The bottom line is that the D9601 is a reassuringly solid, friendly DAT machine with professional audio and digital interfacing as well as facilities for hardwire remote control and RS422 interfacing. As to the high sample rate capability, I feel that whatever benefits that might convey will not be fully realised until a high sample rate consumer format is released.


The most interesting feature is obviously the ability to record at twice the usual sample rate, which equates to 88.2kHz or 96kHz as opposed to 44.1/48kHz. This pushes the audio bandwidth up to around 40kHz instead of the usual 20kHz, and though 20kHz is already above the upper hearing limit for most humans, it is generally accepted that if you cut out everything above 20kHz, there is a subjective difference in the way the sound is perceived.

This could simply be due to the way very high frequencies interact with each other to produce signals in the audible band, but other researchers claim that we perceive very high frequency signals in a way that can’t can’t be explained via conventional wisdom. In the case of digital systems, increasing the audio bandwidth helps avoid the side effects (often related to phase) of the very steep filtering, both analogue and digital, needed to produce a flat frequency response which approaches half the sampling frequency. Whatever the real reason, many of the people who use their ears for a living claim to be able to hear the difference.

At this point, you might reasonably ask why you need double sample rate recording, because ultimately, the results are likely to end up on CD with a standard 44.1kHz sampling rate anyway. If a standard CD is to be the ultimate destination for the recorded material, then I think it’s difficult to find a counter-argument to this.
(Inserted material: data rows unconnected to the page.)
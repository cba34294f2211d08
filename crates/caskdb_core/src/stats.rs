//! Engine statistics.
//!
//! Operation counters live in [`EngineStats`] and are updated by the engine
//! and the compactor. [`Engine::stats`](crate::Engine::stats) combines them
//! with the current keydir and segment gauges into a [`StatsSnapshot`].
//!
//! # Usage
//!
//! ```rust,ignore
//! use caskdb_core::Engine;
//!
//! let engine = Engine::open("data")?;
//! engine.set(b"user:1", b"alice")?;
//!
//! let stats = engine.stats();
//! println!("Writes: {}", stats.writes);
//! println!("Dead ratio: {:.2}", stats.dead_ratio());
//! ```

use std::sync::atomic::{AtomicU64, Ordering};

/// Engine operation counters.
///
/// All counters are atomic and can be read while operations are in progress.
/// Values only increase.
#[derive(Debug, Default)]
pub struct EngineStats {
    /// Successful get operations.
    reads: AtomicU64,
    /// Successful set operations.
    writes: AtomicU64,
    /// Delete operations.
    deletes: AtomicU64,
    /// Value bytes returned by gets.
    bytes_read: AtomicU64,
    /// Record bytes appended, including compaction rewrites.
    bytes_written: AtomicU64,
    /// Completed merge passes.
    merges: AtomicU64,
    /// Merge passes aborted by an error.
    merge_failures: AtomicU64,
    /// Active segment rotations.
    rotations: AtomicU64,
}

impl EngineStats {
    /// Creates a new stats instance.
    pub fn new() -> Self {
        Self::default()
    }

    pub(crate) fn record_read(&self, bytes: u64) {
        self.reads.fetch_add(1, Ordering::Relaxed);
        self.bytes_read.fetch_add(bytes, Ordering::Relaxed);
    }

    pub(crate) fn record_write(&self, bytes: u64) {
        self.writes.fetch_add(1, Ordering::Relaxed);
        self.bytes_written.fetch_add(bytes, Ordering::Relaxed);
    }

    pub(crate) fn record_delete(&self, bytes: u64) {
        self.deletes.fetch_add(1, Ordering::Relaxed);
        self.bytes_written.fetch_add(bytes, Ordering::Relaxed);
    }

    /// Counts bytes appended by a compaction rewrite.
    pub(crate) fn record_rewrite(&self, bytes: u64) {
        self.bytes_written.fetch_add(bytes, Ordering::Relaxed);
    }

    pub(crate) fn record_merge(&self) {
        self.merges.fetch_add(1, Ordering::Relaxed);
    }

    pub(crate) fn record_merge_failure(&self) {
        self.merge_failures.fetch_add(1, Ordering::Relaxed);
    }

    pub(crate) fn record_rotation(&self) {
        self.rotations.fetch_add(1, Ordering::Relaxed);
    }

    /// Returns the number of successful gets.
    pub fn reads(&self) -> u64 {
        self.reads.load(Ordering::Relaxed)
    }

    /// Returns the number of successful sets.
    pub fn writes(&self) -> u64 {
        self.writes.load(Ordering::Relaxed)
    }

    /// Returns the number of deletes.
    pub fn deletes(&self) -> u64 {
        self.deletes.load(Ordering::Relaxed)
    }

    /// Returns the value bytes returned by gets.
    pub fn bytes_read(&self) -> u64 {
        self.bytes_read.load(Ordering::Relaxed)
    }

    /// Returns the record bytes appended.
    pub fn bytes_written(&self) -> u64 {
        self.bytes_written.load(Ordering::Relaxed)
    }

    /// Returns the number of completed merge passes.
    pub fn merges(&self) -> u64 {
        self.merges.load(Ordering::Relaxed)
    }

    /// Returns the number of failed merge passes.
    pub fn merge_failures(&self) -> u64 {
        self.merge_failures.load(Ordering::Relaxed)
    }

    /// Returns the number of segment rotations.
    pub fn rotations(&self) -> u64 {
        self.rotations.load(Ordering::Relaxed)
    }

    /// Combines the counters with engine gauges.
    pub(crate) fn snapshot(&self, gauges: Gauges) -> StatsSnapshot {
        StatsSnapshot {
            reads: self.reads(),
            writes: self.writes(),
            deletes: self.deletes(),
            bytes_read: self.bytes_read(),
            bytes_written: self.bytes_written(),
            merges: self.merges(),
            merge_failures: self.merge_failures(),
            rotations: self.rotations(),
            keys: gauges.keys,
            segments: gauges.segments,
            sum: gauges.sum,
            dead: gauges.dead,
            merging: gauges.merging,
        }
    }
}

/// Point-in-time engine state fed into a snapshot.
#[derive(Debug, Clone, Copy, Default)]
pub(crate) struct Gauges {
    pub keys: u64,
    pub segments: u64,
    pub sum: u64,
    pub dead: u64,
    pub merging: bool,
}

/// A point-in-time snapshot of engine statistics.
///
/// Unlike [`EngineStats`], this is a plain struct that can be compared or
/// passed across threads without atomics.
#[derive(Debug, Clone, PartialEq, Eq, Default)]
pub struct StatsSnapshot {
    /// Successful get operations.
    pub reads: u64,
    /// Successful set operations.
    pub writes: u64,
    /// Delete operations.
    pub deletes: u64,
    /// Value bytes returned by gets.
    pub bytes_read: u64,
    /// Record bytes appended.
    pub bytes_written: u64,
    /// Completed merge passes.
    pub merges: u64,
    /// Failed merge passes.
    pub merge_failures: u64,
    /// Segment rotations.
    pub rotations: u64,
    /// Live keys.
    pub keys: u64,
    /// Registered segments.
    pub segments: u64,
    /// Records in registered segments.
    pub sum: u64,
    /// Dead records in registered segments.
    pub dead: u64,
    /// Whether a merge pass is running.
    pub merging: bool,
}

impl StatsSnapshot {
    /// Fraction of records that are dead, 0.0 when nothing was written.
    #[must_use]
    pub fn dead_ratio(&self) -> f64 {
        dead_ratio(self.sum, self.dead)
    }
}

/// `dead / sum`, or 0.0 for an empty log.
#[must_use]
pub fn dead_ratio(sum: u64, dead: u64) -> f64 {
    if sum == 0 {
        0.0
    } else {
        dead as f64 / sum as f64
    }
}

#[cfg(test)]
mod tests {
    use super::*;

    #[test]
    fn default_stats_are_zero() {
        let stats = EngineStats::new();
        assert_eq!(stats.reads(), 0);
        assert_eq!(stats.writes(), 0);
        assert_eq!(stats.merges(), 0);
    }

    #[test]
    fn record_operations() {
        let stats = EngineStats::new();

        stats.record_read(100);
        stats.record_read(50);
        assert_eq!(stats.reads(), 2);
        assert_eq!(stats.bytes_read(), 150);

        stats.record_write(200);
        stats.record_delete(21);
        stats.record_rewrite(30);
        assert_eq!(stats.writes(), 1);
        assert_eq!(stats.deletes(), 1);
        assert_eq!(stats.bytes_written(), 251);
    }

    #[test]
    fn snapshot_includes_gauges() {
        let stats = EngineStats::new();
        stats.record_merge();
        stats.record_rotation();

        let snap = stats.snapshot(Gauges {
            keys: 3,
            segments: 2,
            sum: 8,
            dead: 2,
            merging: false,
        });
        assert_eq!(snap.merges, 1);
        assert_eq!(snap.rotations, 1);
        assert_eq!(snap.keys, 3);
        assert!((snap.dead_ratio() - 0.25).abs() < f64::EPSILON);
    }

    #[test]
    fn dead_ratio_of_empty_log_is_zero() {
        assert_eq!(dead_ratio(0, 0), 0.0);
        assert_eq!(StatsSnapshot::default().dead_ratio(), 0.0);
    }

    #[test]
    fn concurrent_updates() {
        use std::sync::Arc;
        use std::thread;

        let stats = Arc::new(EngineStats::new());
        let mut handles = vec![];

        for _ in 0..10 {
            let s = Arc::clone(&stats);
            handles.push(thread::spawn(move || {
                for _ in 0..100 {
                    s.record_read(1);
                    s.record_write(1);
                }
            }));
        }

        for h in handles {
            h.join().unwrap();
        }

        assert_eq!(stats.reads(), 1000);
        assert_eq!(stats.writes(), 1000);
    }
}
For high-quality vinyl recordings, however, and for material that may still be needed when the next generation of high sample rate CDs comes along, high sample rate recording is a good idea — though arguably only when working with analogue mixers and multitrack tape machines.

pros & cons

PIONEER D9601 £1695

PROS • Professional balanced audio interfacing plus AES/EBU and co-axial digital interfacing. • Good external controllability. • TOC and alpha-numeric facilities. • High sample rate option.


CONS • Using the high sample rates obviously halves the available recording time from a tape.

SUMMARY Pioneer build some really nice DAT machines and this one is no exception. This model has an excellent range of facilities, including the ability to record at both standard sample rates and double rate.